Your objective:
With both ends included, repeat exactly the lines of the entries below from the one containing "return Decision::Proceed(action);" down to the one containing "let mut next", and no others.

[Saved entries]
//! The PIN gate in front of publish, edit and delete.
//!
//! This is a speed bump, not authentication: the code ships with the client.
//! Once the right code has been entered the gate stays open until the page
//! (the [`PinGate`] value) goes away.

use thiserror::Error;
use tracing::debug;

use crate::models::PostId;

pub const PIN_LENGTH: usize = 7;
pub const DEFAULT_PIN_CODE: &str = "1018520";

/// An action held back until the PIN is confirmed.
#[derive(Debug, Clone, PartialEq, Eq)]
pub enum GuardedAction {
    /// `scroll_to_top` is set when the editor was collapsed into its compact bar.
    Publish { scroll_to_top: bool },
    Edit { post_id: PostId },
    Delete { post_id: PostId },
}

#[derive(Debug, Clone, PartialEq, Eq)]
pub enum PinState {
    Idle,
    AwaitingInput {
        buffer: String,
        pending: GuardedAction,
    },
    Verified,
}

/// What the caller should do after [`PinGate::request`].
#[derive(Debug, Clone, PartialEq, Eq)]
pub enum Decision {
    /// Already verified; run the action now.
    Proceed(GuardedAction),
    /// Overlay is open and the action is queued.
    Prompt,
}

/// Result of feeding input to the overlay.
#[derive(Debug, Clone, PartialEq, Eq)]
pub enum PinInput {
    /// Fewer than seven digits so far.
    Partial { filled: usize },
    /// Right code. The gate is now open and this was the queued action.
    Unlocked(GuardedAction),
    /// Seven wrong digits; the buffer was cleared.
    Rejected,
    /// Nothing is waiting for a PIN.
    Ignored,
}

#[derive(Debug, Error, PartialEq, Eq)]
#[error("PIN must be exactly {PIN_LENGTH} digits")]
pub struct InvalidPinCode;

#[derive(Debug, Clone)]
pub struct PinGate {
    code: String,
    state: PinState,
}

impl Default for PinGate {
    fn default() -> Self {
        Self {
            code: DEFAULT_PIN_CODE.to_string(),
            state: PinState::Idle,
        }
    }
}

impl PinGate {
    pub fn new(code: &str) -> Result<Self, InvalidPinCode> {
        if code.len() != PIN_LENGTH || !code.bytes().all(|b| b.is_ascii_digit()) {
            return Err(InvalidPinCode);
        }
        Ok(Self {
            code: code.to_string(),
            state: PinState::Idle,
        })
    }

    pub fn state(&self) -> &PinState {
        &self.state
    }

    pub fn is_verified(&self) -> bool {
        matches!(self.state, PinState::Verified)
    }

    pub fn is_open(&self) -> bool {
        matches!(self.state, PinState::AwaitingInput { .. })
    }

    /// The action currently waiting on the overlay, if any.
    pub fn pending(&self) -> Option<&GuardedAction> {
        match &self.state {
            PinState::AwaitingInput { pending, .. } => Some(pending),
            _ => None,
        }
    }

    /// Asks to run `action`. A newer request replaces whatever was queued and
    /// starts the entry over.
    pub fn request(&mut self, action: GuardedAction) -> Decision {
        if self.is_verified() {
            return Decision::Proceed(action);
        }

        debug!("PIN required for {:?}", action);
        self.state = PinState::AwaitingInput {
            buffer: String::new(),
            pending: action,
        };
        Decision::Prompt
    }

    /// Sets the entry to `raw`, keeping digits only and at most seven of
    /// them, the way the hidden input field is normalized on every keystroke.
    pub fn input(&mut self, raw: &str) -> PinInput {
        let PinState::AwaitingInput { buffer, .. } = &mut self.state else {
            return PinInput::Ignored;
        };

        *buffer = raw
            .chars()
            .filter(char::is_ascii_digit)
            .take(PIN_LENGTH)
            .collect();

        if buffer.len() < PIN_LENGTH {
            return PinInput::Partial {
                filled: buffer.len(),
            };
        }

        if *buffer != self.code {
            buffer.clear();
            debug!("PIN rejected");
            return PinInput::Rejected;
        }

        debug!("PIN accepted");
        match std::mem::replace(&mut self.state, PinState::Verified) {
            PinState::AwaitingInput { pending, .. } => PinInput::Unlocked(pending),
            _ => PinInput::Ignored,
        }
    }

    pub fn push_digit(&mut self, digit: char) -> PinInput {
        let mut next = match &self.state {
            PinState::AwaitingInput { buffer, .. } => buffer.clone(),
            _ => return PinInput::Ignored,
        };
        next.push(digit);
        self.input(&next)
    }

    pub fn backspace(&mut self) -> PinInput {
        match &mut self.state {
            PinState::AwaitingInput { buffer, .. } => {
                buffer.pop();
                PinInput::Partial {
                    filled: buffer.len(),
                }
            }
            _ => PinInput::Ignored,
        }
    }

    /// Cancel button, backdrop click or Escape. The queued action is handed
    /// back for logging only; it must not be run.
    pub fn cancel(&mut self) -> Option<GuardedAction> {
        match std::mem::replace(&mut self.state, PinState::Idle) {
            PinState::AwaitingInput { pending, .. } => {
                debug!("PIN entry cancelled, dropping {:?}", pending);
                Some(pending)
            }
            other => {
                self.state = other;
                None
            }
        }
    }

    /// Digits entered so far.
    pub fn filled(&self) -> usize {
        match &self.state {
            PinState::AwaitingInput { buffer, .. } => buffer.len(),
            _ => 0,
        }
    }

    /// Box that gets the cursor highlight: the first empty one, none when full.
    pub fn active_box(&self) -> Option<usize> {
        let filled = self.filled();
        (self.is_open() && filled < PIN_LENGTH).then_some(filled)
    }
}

Your solution:
            return Decision::Proceed(action);
        }

        debug!("PIN required for {:?}", action);
        self.state = PinState::AwaitingInput {
            buffer: String::new(),
            pending: action,
        };
        Decision::Prompt
    }

    /// Sets the entry to `raw`, keeping digits only and at most seven of
    /// them, the way the hidden input field is normalized on every keystroke.
    pub fn input(&mut self, raw: &str) -> PinInput {
        let PinState::AwaitingInput { buffer, .. } = &mut self.state else {
            return PinInput::Ignored;
        };

        *buffer = raw
            .chars()
            .filter(char::is_ascii_digit)
            .take(PIN_LENGTH)
            .collect();

        if buffer.len() < PIN_LENGTH {
            return PinInput::Partial {
                filled: buffer.len(),
            };
        }

        if *buffer != self.code {
            buffer.clear();
            debug!("PIN rejected");
            return PinInput::Rejected;
        }

        debug!("PIN accepted");
        match std::mem::replace(&mut self.state, PinState::Verified) {
            PinState::AwaitingInput { pending, .. } => PinInput::Unlocked(pending),
            _ => PinInput::Ignored,
        }
    }

    pub fn push_digit(&mut self, digit: char) -> PinInput {
        let mut next = match &self.state {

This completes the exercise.